OK, the ‘soon’ part is relative, given that the project is a couple of months behind schedule. But Debbie Griffin-Sadel, director of the Red Bank Public Library, believes that the restoration and update of the facility will be completed by October at the latest, and will be worth the wait.

redbankgreen got an exclusive preview recently, and it certainly raised our expectations.

Among the highlights: the ornately trimmed former Eisner family living room that spans the first floor on the West Front Street side of the building. Lushly finished in Victorian paneling and trim, plaster ceiling cartouches and bold wood flooring, the room is a trip back in time, albeit in this case only to the 1920s, when it was added to the circa 1850s mansion.

Slated to become the ‘Eisner New Jersey Room,’ housing a collection of materials about the state and the borough, it’s a space that hasn’t been open to the general public since the late 1960s, said Griffin-Sadel.

On the second floor are two former bedrooms demurely linked at the front of the house by a tiny nook that also held a narrow, one-person elevator.

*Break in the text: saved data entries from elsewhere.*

//! Handlers that change posts, comments and follows.

use axum::{
    Form,
    extract::{Path, State},
    http::StatusCode,
    response::{IntoResponse, Response},
};
use serde::Deserialize;
use tracing::warn;

use crate::application::{
    error::HttpError,
    follows::{FollowError, FollowOutcome},
    posts::{
        CommentOutcome, EditAccess, ImageUpload, PostError, PostFormState, PostService,
        ValidatedPost, ValidationOutcome,
    },
};
use crate::domain::entities::{PostEntry, UserRecord};
use crate::domain::posts::EMPTY_IMAGE_MESSAGE;
use crate::infra::uploads::MediaStorageError;
use crate::presentation::views::{
    LayoutContext, PostFormTemplate, PostFormView, render_not_found_response,
    render_template_response,
};

use super::{
    HttpState, RequireUser, forms::PostForm, found, post_path, profile_path,
    public::parse_post_id,
};


#[derive(Debug, Default, Deserialize)]
#[serde(default)]
pub(super) struct CommentFields {
    text: String,
}

pub(super) async fn create_form(
    State(state): State<HttpState>,
    RequireUser(user): RequireUser,
) -> Response {
    render_post_form(&state, &user, &PostFormState::default(), None).await
}

pub(super) async fn create_submit(
    State(state): State<HttpState>,
    RequireUser(user): RequireUser,
    PostForm(submission): PostForm,
) -> Response {
    let validated = match state.posts.validate(submission).await {
        Ok(ValidationOutcome::Valid(validated)) => validated,
        Ok(ValidationOutcome::Invalid(form)) => {
            return render_post_form(&state, &user, &form, None).await;
        }
        Err(err) => return HttpError::from(err).into_response(),
    };

    let ValidatedPost { draft, image } = validated;
    let image = match store_image(&state, image).await {
        Ok(image) => image,
        Err(ImageStoreFailure::Empty) => {
            let form = form_with_image_error(&draft.text, draft.group_id);
            return render_post_form(&state, &user, &form, None).await;
        }
        Err(ImageStoreFailure::Response(response)) => return response,
    };

    match state.posts.create(user.id, draft, image).await {
        Ok(_) => found(&profile_path(&user.username)),
        Err(err) => HttpError::from(err).into_response(),
    }
}

pub(super) async fn edit_form(
    State(state): State<HttpState>,
    RequireUser(user): RequireUser,
    Path(id): Path<String>,
) -> Response {
    let entry = match owned_post(&state, &user, &id).await {
        Ok(entry) => entry,
        Err(response) => return response,
    };
    let form = PostService::edit_form(&entry);
    render_post_form(&state, &user, &form, Some(&entry)).await
}

pub(super) async fn edit_submit(
    State(state): State<HttpState>,
    RequireUser(user): RequireUser,
    Path(id): Path<String>,
    PostForm(submission): PostForm,
) -> Response {
    let entry = match owned_post(&state, &user, &id).await {
        Ok(entry) => entry,
        Err(response) => return response,
    };

    let validated = match state.posts.validate(submission).await {
        Ok(ValidationOutcome::Valid(validated)) => validated,
        Ok(ValidationOutcome::Invalid(form)) => {
            return render_post_form(&state, &user, &form, Some(&entry)).await;
        }
        Err(err) => return HttpError::from(err).into_response(),
    };

    let ValidatedPost { draft, image } = validated;
    let image = match store_image(&state, image).await {
        Ok(image) => image,
        Err(ImageStoreFailure::Empty) => {
            let form = form_with_image_error(&draft.text, draft.group_id);
            return render_post_form(&state, &user, &form, Some(&entry)).await;
        }
        Err(ImageStoreFailure::Response(response)) => return response,
    };

    match state.posts.update(&entry, draft, image).await {
        Ok(post) => found(&post_path(post.id)),
        Err(err) => HttpError::from(err).into_response(),
    }
}

pub(super) async fn add_comment(
    State(state): State<HttpState>,
    RequireUser(user): RequireUser,
    Path(id): Path<String>,
    Form(fields): Form<CommentFields>,
) -> Response {
    let Some(post_id) = parse_post_id(&id) else {
        return render_not_found_response(Some(&user));
    };

    match state.posts.add_comment(post_id, user.id, &fields.text).await {
        Ok(CommentOutcome::Added(comment)) => {
            tracing::info!(
                target = "yatube::http::posts",
                post_id,
                comment_id = comment.id,
                "comment added"
            );
            found(&post_path(post_id))
        }
        Ok(CommentOutcome::Rejected(reason)) => {
            tracing::debug!(
                target = "yatube::http::posts",
                post_id,
                reason = %reason,
                "comment rejected"
            );
            found(&post_path(post_id))
        }
        Err(PostError::NotFound) => render_not_found_response(Some(&user)),
        Err(err) => HttpError::from(err).into_response(),
    }
}

pub(super) async fn profile_follow(
    State(state): State<HttpState>,
    RequireUser(user): RequireUser,
    Path(username): Path<String>,
) -> Response {
    match state.follows.follow(&user, &username).await {
        Ok(FollowOutcome::Created | FollowOutcome::AlreadyFollowing | FollowOutcome::SelfFollow) => {
            found(&profile_path(&username))
        }
        Err(FollowError::UnknownAuthor) => render_not_found_response(Some(&user)),
        Err(err) => HttpError::from(err).into_response(),
    }
}

pub(super) async fn profile_unfollow(
    State(state): State<HttpState>,
    RequireUser(user): RequireUser,
    Path(username): Path<String>,
) -> Response {
    match state.follows.unfollow(&user, &username).await {
        Ok(_) => found("/"),
        Err(FollowError::UnknownAuthor) => render_not_found_response(Some(&user)),
        Err(err) => HttpError::from(err).into_response(),
    }
}

/// Load a post for editing. Missing posts render 404; other authors are sent to the detail page.
async fn owned_post(state: &HttpState, user: &UserRecord, raw_id: &str) -> Result<PostEntry, Response> {
    let Some(post_id) = parse_post_id(raw_id) else {
        return Err(render_not_found_response(Some(user)));
    };

    match state.posts.authorize_edit(post_id, user.id).await {
        Ok(EditAccess::Owner(entry)) => Ok(entry),
        Ok(EditAccess::NotOwner(entry)) => {
            warn!(
                target = "yatube::http::posts",
                post_id,
                user_id = user.id,
                author_id = entry.post.author_id,
                "edit attempt by non-author"
            );
            Err(found(&post_path(post_id)))
        }
        Err(PostError::NotFound) => Err(render_not_found_response(Some(user))),
        Err(err) => Err(HttpError::from(err).into_response()),
    }
}

enum ImageStoreFailure {
    Empty,
    Response(Response),
}

async fn store_image(
    state: &HttpState,
    image: Option<ImageUpload>,
) -> Result<Option<String>, ImageStoreFailure> {
    let Some(image) = image else {
        return Ok(None);
    };

    match state
        .media
        .store_post_image(&image.filename, image.data)
        .await
    {
        Ok(stored) => Ok(Some(stored.stored_path)),
        Err(MediaStorageError::EmptyPayload) => Err(ImageStoreFailure::Empty),
        Err(err) => Err(ImageStoreFailure::Response(
            HttpError::from_error(
                "infra::http::posts::store_image",
                StatusCode::INTERNAL_SERVER_ERROR,
                "Could not store uploaded image",
                &err,
            )
            .into_response(),
        )),
    }
}

fn form_with_image_error(text: &str, group_id: Option<i64>) -> PostFormState {
    let mut form = PostFormState {
        text: text.to_string(),
        group: group_id.map(|id| id.to_string()),
        ..PostFormState::default()
    };
    form.errors.push("image", EMPTY_IMAGE_MESSAGE);
    form
}

async fn render_post_form(
    state: &HttpState,
    user: &UserRecord,
    form: &PostFormState,
    editing: Option<&PostEntry>,
) -> Response {
    let groups = match state.posts.group_choices().await {
        Ok(groups) => groups,
        Err(err) => return HttpError::from(err).into_response(),
    };
    let editing = editing.map(|entry| (entry.post.id, entry.post.image.as_deref()));
    let title = if editing.is_some() { "Edit post" } else { "New post" };
    let content = PostFormView::new(form, &groups, editing);
    let view = LayoutContext::new(Some(user), title, content);
    render_template_response(PostFormTemplate { view }, StatusCode::OK)
}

Those rooms, too, will be open to the public, she said.

The third floor will be open to library staff only.

On the ground floor, we got to see, looking up at the exposed ceiling, exactly where the old wooden house was joined to the modernistic 1968 addition that contains the bulk of the library’s collection. And therein lies at least one source of the delay in completing the remodeling, a job that was originally expected to be finished last month.

“You’ve got an 1850s house attached to a 1960s cinderblock construction,” Griffin-Sadel says. “There are some unique problems you’re going to run into.” In this case, those included the discovery of asbestos insulation on the heating vents that had to be removed, with all the precautions such work entails.

Now, even though the main floor of the library looks like quite a mess, Griffin-Sadel says its largely cosmetic work that remains — installing carpeting, repositioning shelving and restocking them with books that have been in storage for almost a year. When we were there, the components of a new elevator had just been unpacked for installation.

The library could reopen as soon as late August, Griffin-Sadel said, “though we’d have to suspend Murphy’s Law” for that to happen.”

Meantime, library patrons have begun taking advantage of “Library Express,” the temporary pick-up and drop-off facility at the corner of Maple Avenue and West Front Street, Griffin-Sadel said.

“There were a lot of people who were pretty desperate for books,” she said.

The storefront facility is a pared-down version of the real thing. There’s no public computer access, no reference books, no wandering of the stacks or periodical area. “But if you’re looking for a good beach book, we can help you,” the director says.

The borough is renting the space for $100 a month from Hovnanian Enterprises.